**Collected data**
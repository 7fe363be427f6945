use std::cell::RefCell;
use std::collections::HashMap;
use std::fs;
use std::os::unix::fs::MetadataExt;
use std::path::{Path, PathBuf};
use std::rc::Rc;

use tempfile::tempdir;

use crate::common::io::read_file_bytes;
use crate::engine::model::{EngineOptions, FileRecord, LinkType};
use crate::engine::platform::{ErrKind, FsError, PlatformFs, StatSnapshot, UnixFs};
use crate::engine::{install_links, RunContext};

fn record_for(path: &Path, has_dupes: bool) -> Rc<RefCell<FileRecord>> {
    let meta = fs::symlink_metadata(path).expect("stat fixture file");
    let mut rec = FileRecord::new(path.to_path_buf());
    rec.has_dupes = has_dupes;
    rec.is_symlink = meta.file_type().is_symlink();
    rec.size = meta.len();
    rec.device = meta.dev();
    rec.inode = meta.ino();
    rec.nlink = meta.nlink();
    rec.mode = meta.mode();
    rec.mtime = meta.modified().ok();
    rec.atime = meta.accessed().ok();
    rec.shared()
}

/// Chains `members[0]` as the representative with `duplicates` pointing
/// through the rest, matching the shape `ClassView::rebuild_from` expects.
fn chain_class(members: &[Rc<RefCell<FileRecord>>]) {
    for pair in members.windows(2) {
        pair[0].borrow_mut().duplicates = Some(pair[1].clone());
    }
}

fn new_ctx(options: EngineOptions) -> (RunContext, Rc<RefCell<Vec<u8>>>, Rc<RefCell<Vec<u8>>>) {
    let out = Rc::new(RefCell::new(Vec::new()));
    let err = Rc::new(RefCell::new(Vec::new()));
    let ctx = RunContext::new(options, Box::new(SharedBuf(out.clone())), Box::new(SharedBuf(err.clone())));
    (ctx, out, err)
}

struct SharedBuf(Rc<RefCell<Vec<u8>>>);
impl std::io::Write for SharedBuf {
    fn write(&mut self, buf: &[u8]) -> std::io::Result<usize> {
        self.0.borrow_mut().extend_from_slice(buf);
        Ok(buf.len())
    }
    fn flush(&mut self) -> std::io::Result<()> {
        Ok(())
    }
}

#[test]
fn hard_link_happy_path() {
    let dir = tempdir().unwrap();
    let a = dir.path().join("a.txt");
    let b = dir.path().join("b.txt");
    fs::write(&a, b"identical content").unwrap();
    fs::write(&b, b"identical content").unwrap();

    let rec_a = record_for(&a, true);
    let rec_b = record_for(&b, false);
    chain_class(&[rec_a.clone(), rec_b.clone()]);

    let (mut ctx, _out, _err) = new_ctx(EngineOptions::default());
    let fsys = UnixFs::new();
    let summary = install_links(Some(rec_a), LinkType::Hard, false, &mut ctx, &fsys);

    assert_eq!(summary.pairs_succeeded, 1);
    assert!(!summary.any_failure);
    let meta_a = fs::metadata(&a).unwrap();
    let meta_b = fs::metadata(&b).unwrap();
    assert_eq!(meta_a.ino(), meta_b.ino());
    assert!(!dir.path().join("b.txt.__jdupes__.tmp").exists());
    // P1 no data loss: read-through content is unchanged by the link.
    assert_eq!(read_file_bytes(&a).unwrap(), read_file_bytes(&b).unwrap());
    assert_eq!(read_file_bytes(&b).unwrap(), b"identical content");
}

#[test]
fn symbolic_skips_all_symlink_class() {
    let dir = tempdir().unwrap();
    let target = dir.path().join("target.txt");
    fs::write(&target, b"data").unwrap();
    let s1 = dir.path().join("s1");
    let s2 = dir.path().join("s2");
    std::os::unix::fs::symlink(&target, &s1).unwrap();
    std::os::unix::fs::symlink(&target, &s2).unwrap();

    let rec_s1 = record_for(&s1, true);
    let rec_s2 = record_for(&s2, false);
    chain_class(&[rec_s1.clone(), rec_s2.clone()]);

    let (mut ctx, _out, _err) = new_ctx(EngineOptions::default());
    let fsys = UnixFs::new();
    let summary = install_links(Some(rec_s1), LinkType::Symbolic, false, &mut ctx, &fsys);

    assert_eq!(summary.pairs_succeeded, 0);
    assert_eq!(summary.pairs_skipped, 0);
    assert!(!summary.any_failure);
}

#[test]
fn symbolic_chooses_regular_file_as_source() {
    let dir = tempdir().unwrap();
    let f = dir.path().join("f.txt");
    fs::write(&f, b"data").unwrap();
    let other_target = dir.path().join("elsewhere.txt");
    fs::write(&other_target, b"data").unwrap();
    let s1 = dir.path().join("s1");
    let s2 = dir.path().join("s2");
    std::os::unix::fs::symlink(&other_target, &s1).unwrap();
    std::os::unix::fs::symlink(&other_target, &s2).unwrap();

    let rec_s1 = record_for(&s1, true);
    let rec_f = record_for(&f, false);
    let rec_s2 = record_for(&s2, false);
    chain_class(&[rec_s1.clone(), rec_f.clone(), rec_s2.clone()]);

    let (mut ctx, _out, _err) = new_ctx(EngineOptions::default());
    let fsys = UnixFs::new();
    let summary = install_links(Some(rec_s1), LinkType::Symbolic, false, &mut ctx, &fsys);

    assert_eq!(summary.pairs_succeeded, 2);
    assert!(!summary.any_failure);
    assert!(fs::symlink_metadata(&s1).unwrap().file_type().is_symlink());
    assert_eq!(fs::read_link(&s1).unwrap().file_name().unwrap(), "f.txt");
}

/// A facade wrapping real Unix syscalls but letting tests override a few
/// fields and inject failures, for scenarios the real filesystem can't
/// produce on its own (distinct devices, a hard link-count ceiling).
struct FakeFs {
    inner: UnixFs,
    device_override: RefCell<HashMap<PathBuf, u64>>,
    ceiling: Option<u64>,
    fail_hardlink_for: Option<PathBuf>,
}

impl FakeFs {
    fn new() -> Self {
        FakeFs {
            inner: UnixFs::new(),
            device_override: RefCell::new(HashMap::new()),
            ceiling: None,
            fail_hardlink_for: None,
        }
    }
}

impl PlatformFs for FakeFs {
    fn stat(&self, path: &Path) -> Result<StatSnapshot, FsError> {
        let mut st = self.inner.stat(path)?;
        if let Some(&dev) = self.device_override.borrow().get(path) {
            st.device = dev;
        }
        Ok(st)
    }
    fn writable(&self, path: &Path) -> bool {
        self.inner.writable(path)
    }
    fn rename(&self, from: &Path, to: &Path) -> Result<(), FsError> {
        self.inner.rename(from, to)
    }
    fn unlink(&self, path: &Path) -> Result<(), FsError> {
        self.inner.unlink(path)
    }
    fn hardlink(&self, existing: &Path, new: &Path) -> Result<(), FsError> {
        if self.fail_hardlink_for.as_deref() == Some(new) {
            return Err(FsError::new(ErrKind::Io, "injected failure"));
        }
        self.inner.hardlink(existing, new)
    }
    fn symlink(&self, target_text: &str, new: &Path) -> Result<(), FsError> {
        self.inner.symlink(target_text, new)
    }
    fn clone_file(&self, _existing: &Path, _new: &Path) -> Result<(), FsError> {
        Err(FsError::no_support("clone_file"))
    }
    fn copy_metadata(&self, from: &Path, to: &Path) -> Result<(), FsError> {
        self.inner.copy_metadata(from, to)
    }
    fn set_flags(&self, _path: &Path, _flags: u32) -> Result<(), FsError> {
        Err(FsError::no_support("set_flags"))
    }
    fn set_times(&self, path: &Path, atime: std::time::SystemTime, mtime: std::time::SystemTime) -> Result<(), FsError> {
        self.inner.set_times(path, atime, mtime)
    }
    fn supports_clone(&self) -> bool {
        false
    }
    fn link_count_ceiling(&self) -> Option<u64> {
        self.ceiling
    }
}

#[test]
fn cross_device_skip() {
    // The gate compares the scanned snapshot's `device` field (as the
    // original compares `dupelist[x]->device`), not a live stat, so a
    // differing device is simulated directly on the FileRecord.
    let dir = tempdir().unwrap();
    let a = dir.path().join("a.txt");
    let b = dir.path().join("b.txt");
    fs::write(&a, b"content").unwrap();
    fs::write(&b, b"content").unwrap();

    let rec_a = record_for(&a, true);
    let rec_b = record_for(&b, false);
    rec_b.borrow_mut().device = rec_a.borrow().device + 1;
    chain_class(&[rec_a.clone(), rec_b.clone()]);

    let (mut ctx, _out, _err) = new_ctx(EngineOptions::default());
    let fsys = UnixFs::new();
    let summary = install_links(Some(rec_a), LinkType::Hard, false, &mut ctx, &fsys);

    assert_eq!(summary.pairs_succeeded, 0);
    assert!(summary.any_failure);
    assert_ne!(fs::metadata(&b).unwrap().ino(), fs::metadata(&a).unwrap().ino());
}

#[test]
fn link_count_ceiling_promotes_source() {
    let dir = tempdir().unwrap();
    let a = dir.path().join("a.txt");
    let b = dir.path().join("b.txt");
    let c = dir.path().join("c.txt");
    fs::write(&a, b"content").unwrap();
    fs::write(&b, b"content").unwrap();
    fs::write(&c, b"content").unwrap();

    let rec_a = record_for(&a, true);
    let rec_b = record_for(&b, false);
    let rec_c = record_for(&c, false);
    chain_class(&[rec_a.clone(), rec_b.clone(), rec_c.clone()]);

    let mut fsys = FakeFs::new();
    fsys.ceiling = Some(1);

    let (mut ctx, _out, _err) = new_ctx(EngineOptions::default());
    let summary = install_links(Some(rec_a), LinkType::Hard, false, &mut ctx, &fsys);

    // `a` starts with nlink 1, immediately hits the ceiling and is promoted;
    // `b` becomes the new source and is also at nlink 1, promoted again;
    // `c` is the final attempt, also blocked -- so nothing actually links,
    // but every pair set the failure bit via SourcePromote/TargetLinkCeiling.
    assert!(summary.any_failure);
    assert_eq!(summary.pairs_succeeded, 0);
}

#[test]
fn rollback_on_link_failure_restores_original_content() {
    let dir = tempdir().unwrap();
    let a = dir.path().join("a.txt");
    let b = dir.path().join("b.txt");
    fs::write(&a, b"source content").unwrap();
    fs::write(&b, b"original b content").unwrap();

    let rec_a = record_for(&a, true);
    let rec_b = record_for(&b, false);
    chain_class(&[rec_a.clone(), rec_b.clone()]);

    let mut fsys = FakeFs::new();
    fsys.fail_hardlink_for = Some(b.clone());

    let (mut ctx, _out, _err) = new_ctx(EngineOptions::default());
    let summary = install_links(Some(rec_a), LinkType::Hard, false, &mut ctx, &fsys);

    assert_eq!(summary.pairs_failed, 1);
    assert!(summary.any_failure);
    // P2 atomicity on failure: the duplicate ends the pair as a regular
    // file with identical content to its pre-state.
    assert_eq!(read_file_bytes(&b).unwrap(), b"original b content");
    assert!(!dir.path().join("b.txt.__jdupes__.tmp").exists());
}

#[test]
fn no_duplicates_message_emitted_when_no_class_has_dupes() {
    let dir = tempdir().unwrap();
    let a = dir.path().join("a.txt");
    fs::write(&a, b"solo").unwrap();
    let rec_a = record_for(&a, false);

    let (mut ctx, out, _err) = new_ctx(EngineOptions::default());
    let fsys = UnixFs::new();
    let summary = install_links(Some(rec_a), LinkType::Hard, false, &mut ctx, &fsys);

    assert_eq!(summary.classes_processed, 0);
    assert!(String::from_utf8_lossy(&out.borrow()).contains("No duplicates found."));
}

mod properties {
    use super::*;
    use proptest::prelude::*;

    proptest! {
        /// P1 (no data loss) and P5 (idempotence), over randomized class
        /// sizes and content: every member reads back identical content
        /// after linking, and a second pass over the same paths links
        /// nothing further.
        #[test]
        fn hard_link_preserves_content_and_is_idempotent(
            content in "[a-z0-9]{1,64}",
            count in 2usize..6,
        ) {
            let dir = tempdir().unwrap();
            let mut paths = Vec::new();
            for i in 0..count {
                let p = dir.path().join(format!("f{i}.txt"));
                fs::write(&p, content.as_bytes()).unwrap();
                paths.push(p);
            }

            let records: Vec<_> = paths
                .iter()
                .enumerate()
                .map(|(i, p)| record_for(p, i == 0))
                .collect();
            chain_class(&records);

            let fsys = UnixFs::new();
            let (mut ctx1, _out1, _err1) = new_ctx(EngineOptions::default());
            let summary1 =
                install_links(Some(records[0].clone()), LinkType::Hard, false, &mut ctx1, &fsys);

            prop_assert!(!summary1.any_failure);
            prop_assert_eq!(summary1.pairs_succeeded, count - 1);
            for p in &paths {
                prop_assert_eq!(read_file_bytes(p).unwrap(), content.as_bytes());
            }

            // Re-scan (inodes now shared) and run again: P5 idempotence.
            let records2: Vec<_> = paths
                .iter()
                .enumerate()
                .map(|(i, p)| record_for(p, i == 0))
                .collect();
            chain_class(&records2);
            let (mut ctx2, _out2, _err2) = new_ctx(EngineOptions::default());
            let summary2 =
                install_links(Some(records2[0].clone()), LinkType::Hard, false, &mut ctx2, &fsys);

            prop_assert_eq!(summary2.pairs_succeeded, 0);
            prop_assert!(!summary2.any_failure);
            for p in &paths {
                prop_assert_eq!(read_file_bytes(p).unwrap(), content.as_bytes());
            }
        }
    }
}
//! Safety gate (§4.4): every precondition a pair must clear before the
//! atomic replacement core is allowed to touch disk.

use std::time::SystemTime;

use crate::engine::model::{FileRecord, LinkType, PromoteReason, SkipReason};
use crate::engine::platform::{PlatformFs, COMPRESSED_MASK};

/// Metadata captured up front for a clone pair, so the create/metadata steps
/// never need to re-stat a file whose state they are about to replace.
#[derive(Debug, Clone, Copy)]
pub struct CloneCapture {
    pub dup_flags: u32,
    pub dup_atime: SystemTime,
    pub dup_mtime: SystemTime,
    pub src_preserved: u32,
}

#[derive(Debug, Clone, Copy)]
pub enum GateResult {
    Proceed(Option<CloneCapture>),
    AlreadyLinked,
    SkipSilent(SkipReason),
    SkipWarn(SkipReason),
    SourcePromote(PromoteReason),
}

#[allow(clippy::too_many_arguments)]
pub fn check_pair(
    fsys: &dyn PlatformFs,
    source: &FileRecord,
    dup: &FileRecord,
    link_type: LinkType,
    symlink_source_index: Option<usize>,
    dup_index: usize,
    consider_hard_links: bool,
    no_change_check: bool,
) -> GateResult {
    if matches!(link_type, LinkType::Hard | LinkType::Clone) {
        // 1. cross-device check.
        if source.device != dup.device {
            return GateResult::SkipWarn(SkipReason::CrossDevice);
        }
        // 2. already the same inode.
        if source.device == dup.device && source.inode == dup.inode {
            return if consider_hard_links {
                GateResult::AlreadyLinked
            } else {
                GateResult::SkipSilent(SkipReason::SameInode)
            };
        }
    }

    if matches!(link_type, LinkType::Symbolic) {
        // 3. symlink-to-symlink, or the duplicate is itself the chosen source.
        if source.is_symlink && dup.is_symlink {
            return GateResult::SkipSilent(SkipReason::SymlinkToSymlink);
        }
        if Some(dup_index) == symlink_source_index {
            return GateResult::SkipSilent(SkipReason::SameCanonicalPath);
        }
    }

    // 4. writability of the duplicate.
    if !fsys.writable(&dup.path) {
        return GateResult::SkipWarn(SkipReason::ReadOnlyTarget);
    }

    if !no_change_check {
        // 5. source changed since scan -> promote, don't touch this pair.
        if file_has_changed(fsys, source) {
            return GateResult::SourcePromote(PromoteReason::SourceModified);
        }
        // 6. duplicate changed since scan -> skip, do not promote.
        if file_has_changed(fsys, dup) {
            return GateResult::SkipWarn(SkipReason::TargetModified);
        }
    }

    // 7. link-count ceiling, only on platforms that report one.
    if let Some(ceiling) = fsys.link_count_ceiling() {
        match fsys.stat(&source.path) {
            Ok(st) if st.nlink >= ceiling => {
                return GateResult::SourcePromote(PromoteReason::SourceLinkCeiling);
            }
            Err(_) => return GateResult::SourcePromote(PromoteReason::SourceStatFailed),
            Ok(_) => {}
        }
        match fsys.stat(&dup.path) {
            Ok(st) if st.nlink >= ceiling => {
                return GateResult::SkipWarn(SkipReason::TargetLinkCeiling);
            }
            Err(_) => return GateResult::SkipWarn(SkipReason::CloneStatFailed),
            Ok(_) => {}
        }
    }

    // 8. clone-only capture of destination state to restore after clonefile().
    if matches!(link_type, LinkType::Clone) {
        let dup_stat = match fsys.stat(&dup.path) {
            Ok(st) => st,
            Err(_) => return GateResult::SkipWarn(SkipReason::CloneStatFailed),
        };
        let src_stat = match fsys.stat(&source.path) {
            Ok(st) => st,
            Err(_) => return GateResult::SkipWarn(SkipReason::CloneStatFailed),
        };
        let (Some(atime), Some(mtime)) = (dup_stat.atime, dup_stat.mtime) else {
            return GateResult::SkipWarn(SkipReason::CloneStatFailed);
        };
        return GateResult::Proceed(Some(CloneCapture {
            dup_flags: dup_stat.flags,
            dup_atime: atime,
            dup_mtime: mtime,
            src_preserved: src_stat.flags & COMPRESSED_MASK,
        }));
    }

    GateResult::Proceed(None)
}

/// Any live-stat delta against the scanned snapshot counts as "changed":
/// size, device, inode, or (when available) mtime.
fn file_has_changed(fsys: &dyn PlatformFs, record: &FileRecord) -> bool {
    if !record.valid_stat {
        return false;
    }
    match fsys.stat(&record.path) {
        Ok(st) => {
            if st.size != record.size || st.device != record.device || st.inode != record.inode {
                return true;
            }
            match (st.mtime, record.mtime) {
                (Some(live), Some(scanned)) => live != scanned,
                _ => false,
            }
        }
        Err(_) => true,
    }
}
//! Link installation engine: given equivalence classes of byte-identical
//! files (already discovered upstream), transactionally replaces the
//! duplicates in each class with hard links, symlinks, or clones of a
//! chosen source, honoring cross-device/read-only/link-count-ceiling safety
//! checks and rolling back on failure.

pub mod clone;
pub mod core;
pub mod model;
pub mod planner;
pub mod platform;
pub mod relpath;
pub mod report;
pub mod safety;
#[cfg(test)]
mod tests;

pub use self::model::*;
pub use self::platform::{ErrKind, FsError, PlatformFs, StatSnapshot, UnixFs};

use std::cell::RefCell;
use std::io::{self, Write};
use std::rc::Rc;

use tracing::{debug, trace};

use self::planner::plan_class;
use self::report::Reporter;
use self::safety::{check_pair, GateResult};

/// The default path-buffer ceiling an aside-renamed path must fit inside
/// (§6 Path buffer limit). Mirrors the original's `PATHBUF_SIZE`.
pub const DEFAULT_PATHBUF_SIZE: usize = 4096;

/// Everything the engine used to reach for through process-wide globals:
/// option flags, the path-buffer ceiling, the failure bit, and the output
/// sinks, all threaded explicitly instead.
pub struct RunContext {
    pub options: EngineOptions,
    pub pathbuf_size: usize,
    pub exit_status: bool,
    /// Gates whether the caller wants an ambient `tracing` subscriber
    /// installed via `install_tracing`; the engine's own `trace!`/`debug!`
    /// calls fire regardless, since they're no-ops without a subscriber.
    pub verbose: bool,
    pub stdout: Box<dyn Write>,
    pub stderr: Box<dyn Write>,
}

impl RunContext {
    pub fn new(options: EngineOptions, stdout: Box<dyn Write>, stderr: Box<dyn Write>) -> Self {
        RunContext {
            options,
            pathbuf_size: DEFAULT_PATHBUF_SIZE,
            exit_status: false,
            verbose: false,
            stdout,
            stderr,
        }
    }

    /// Convenience constructor writing to the process's real stdout/stderr.
    pub fn stdio(options: EngineOptions) -> Self {
        RunContext::new(options, Box::new(io::stdout()), Box::new(io::stderr()))
    }
}

/// Installs a `tracing_subscriber::fmt` subscriber at a verbosity driven by
/// `RunContext.verbose`. Intended for test harnesses that embed this engine
/// directly; library callers that already run their own subscriber should
/// not call this.
#[cfg(test)]
pub fn install_tracing(verbose: bool) {
    use tracing_subscriber::EnvFilter;
    let filter = if verbose {
        EnvFilter::new("debug")
    } else {
        EnvFilter::new("warn")
    };
    let _ = tracing_subscriber::fmt().with_env_filter(filter).try_init();
}

/// Install links across every class reachable from `classes` (§6 entry point).
pub fn install_links(
    classes: Option<Rc<RefCell<FileRecord>>>,
    link_type: LinkType,
    only_first_class: bool,
    ctx: &mut RunContext,
    fsys: &dyn PlatformFs,
) -> InstallSummary {
    if matches!(link_type, LinkType::Clone) && !fsys.supports_clone() {
        // Checked once up front, same as the original's compile-time guard,
        // rather than re-checked per pair.
        let mut summary = InstallSummary::default();
        summary.any_failure = true;
        ctx.exit_status = true;
        let _ = writeln!(
            ctx.stderr,
            "error: clone linking is not supported on this platform"
        );
        return summary;
    }

    let mut summary = InstallSummary::default();
    let mut view = ClassView::default();
    let mut reporter = Reporter::new(&mut *ctx.stdout, &mut *ctx.stderr, ctx.options.hide_progress);

    let mut current = classes;
    while let Some(representative) = current {
        let next_class = representative.borrow().next.clone();
        let has_dupes = representative.borrow().has_dupes;

        if has_dupes {
            view.rebuild_from(&representative);
            trace!(size = view.len(), "processing class");
            if view.len() > 1 {
                reporter.mark_class_had_duplicates();
                process_class(view.members(), link_type, ctx.pathbuf_size, &ctx.options, fsys, &mut reporter, &mut summary);
            }
            summary.classes_processed += 1;
        }

        if only_first_class {
            break;
        }
        current = next_class;
    }

    reporter.end_of_pass();
    ctx.exit_status = summary.any_failure;
    debug!(?summary, "install_links finished");
    summary
}

fn process_class(
    members: &[Rc<RefCell<FileRecord>>],
    link_type: LinkType,
    pathbuf_size: usize,
    options: &EngineOptions,
    fsys: &dyn PlatformFs,
    reporter: &mut Reporter<'_>,
    summary: &mut InstallSummary,
) {
    let Some(plan) = plan_class(members, link_type) else {
        // Symbolic class with no non-symlink member: skip entirely (P6).
        return;
    };

    let mut source_index = plan.source_index;
    let mut symlink_source_index = plan.symlink_source_index;

    reporter.source(&members[source_index].borrow().path);

    for &dup_index in &plan.duplicate_indices {
        if dup_index == source_index {
            // Already consumed as a promoted source earlier in this class.
            continue;
        }

        let source_snapshot = members[source_index].borrow().clone();
        let dup_snapshot = members[dup_index].borrow().clone();

        let gate = check_pair(
            fsys,
            &source_snapshot,
            &dup_snapshot,
            link_type,
            symlink_source_index,
            dup_index,
            options.consider_hard_links,
            options.no_change_check,
        );

        match gate {
            GateResult::Proceed(capture) => {
                let outcome = core::install_pair(
                    fsys,
                    &source_snapshot,
                    &dup_snapshot,
                    link_type,
                    capture,
                    pathbuf_size,
                );
                record_outcome(&outcome, &dup_snapshot.path, &source_snapshot.path, reporter, summary);
            }
            GateResult::AlreadyLinked => {
                record_outcome(&Outcome::AlreadyLinked, &dup_snapshot.path, &source_snapshot.path, reporter, summary);
            }
            GateResult::SkipSilent(reason) | GateResult::SkipWarn(reason) => {
                record_outcome(&Outcome::Skipped(reason), &dup_snapshot.path, &source_snapshot.path, reporter, summary);
            }
            GateResult::SourcePromote(reason) => {
                record_outcome(&Outcome::Promoted(reason), &dup_snapshot.path, &source_snapshot.path, reporter, summary);
                source_index = dup_index;
                symlink_source_index = if matches!(link_type, LinkType::Symbolic) {
                    Some(dup_index)
                } else {
                    None
                };
            }
        }
    }
}

fn record_outcome(
    outcome: &Outcome,
    dup_path: &std::path::Path,
    src_path: &std::path::Path,
    reporter: &mut Reporter<'_>,
    summary: &mut InstallSummary,
) {
    match outcome {
        Outcome::Success(glyph) => {
            reporter.success(*glyph, dup_path);
            summary.pairs_succeeded += 1;
        }
        Outcome::AlreadyLinked => {
            reporter.already_linked(dup_path);
        }
        Outcome::Skipped(reason) => {
            if !reason.is_harmless() {
                reporter.skip_warn(*reason, dup_path);
            }
            summary.pairs_skipped += 1;
        }
        Outcome::Promoted(reason) => {
            reporter.promote(*reason, src_path);
        }
        Outcome::Failed(reason) => {
            match reason {
                FailReason::LinkFailed(detail) => {
                    reporter.link_fail_glyph(dup_path);
                    reporter.link_failed(dup_path, src_path, detail);
                }
                FailReason::CloneMetadataFailed(detail) => {
                    reporter.clone_metadata_warning(detail, dup_path);
                }
                FailReason::CleanupFailed | FailReason::RevertFailed { .. } => {}
            }
            reporter.failed(reason);
            summary.pairs_failed += 1;
        }
    }

    if outcome.sets_failure_bit() {
        summary.any_failure = true;
    }
}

**TASK REQUIREMENTS**
Every line of the records containing the word "detail" must appear in the answer.

**ANSWER SPACE**
                FailReason::LinkFailed(detail) => {
                    reporter.link_failed(dup_path, src_path, detail);
                FailReason::CloneMetadataFailed(detail) => {
                    reporter.clone_metadata_warning(detail, dup_path);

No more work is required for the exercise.